**What the task requires:**
Each line from the one that includes "a new credential." to the last line of the data below should be set down exactly; no other lines are wanted.
--- START ---
// std
use std::sync::atomic::{AtomicU64, Ordering};

/// Thread-safe counters for credential renewals.
#[derive(Debug, Default)]
pub struct RenewalMetrics {
	attempts: AtomicU64,
	success: AtomicU64,
	failure: AtomicU64,
	superseded: AtomicU64,
}
impl RenewalMetrics {
	/// Returns the total number of renewal callback invocations.
	pub fn attempts(&self) -> u64 {
		self.attempts.load(Ordering::Relaxed)
	}

	/// Returns the number of renewals that installed a new credential.
	pub fn successes(&self) -> u64 {
		self.success.load(Ordering::Relaxed)
	}

	/// Returns the number of failed renewals, scheduled or manual.
	pub fn failures(&self) -> u64 {
		self.failure.load(Ordering::Relaxed)
	}

	/// Returns the number of scheduled renewals skipped because a newer credential landed first.
	pub fn superseded(&self) -> u64 {
		self.superseded.load(Ordering::Relaxed)
	}

	pub(crate) fn record_attempt(&self) {
		self.attempts.fetch_add(1, Ordering::Relaxed);
	}

	pub(crate) fn record_success(&self) {
		self.success.fetch_add(1, Ordering::Relaxed);
	}

	pub(crate) fn record_failure(&self) {
		self.failure.fetch_add(1, Ordering::Relaxed);
	}

	pub(crate) fn record_superseded(&self) {
		self.superseded.fetch_add(1, Ordering::Relaxed);
	}
}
--- END ---
**Solution to this task:**
	/// Returns the number of renewals that installed a new credential.
	pub fn successes(&self) -> u64 {
		self.success.load(Ordering::Relaxed)
	}

	/// Returns the number of failed renewals, scheduled or manual.
	pub fn failures(&self) -> u64 {
		self.failure.load(Ordering::Relaxed)
	}

	/// Returns the number of scheduled renewals skipped because a newer credential landed first.
	pub fn superseded(&self) -> u64 {
		self.superseded.load(Ordering::Relaxed)
	}

	pub(crate) fn record_attempt(&self) {
		self.attempts.fetch_add(1, Ordering::Relaxed);
	}

	pub(crate) fn record_success(&self) {
		self.success.fetch_add(1, Ordering::Relaxed);
	}

	pub(crate) fn record_failure(&self) {
		self.failure.fetch_add(1, Ordering::Relaxed);
	}

	pub(crate) fn record_superseded(&self) {
		self.superseded.fetch_add(1, Ordering::Relaxed);
	}
}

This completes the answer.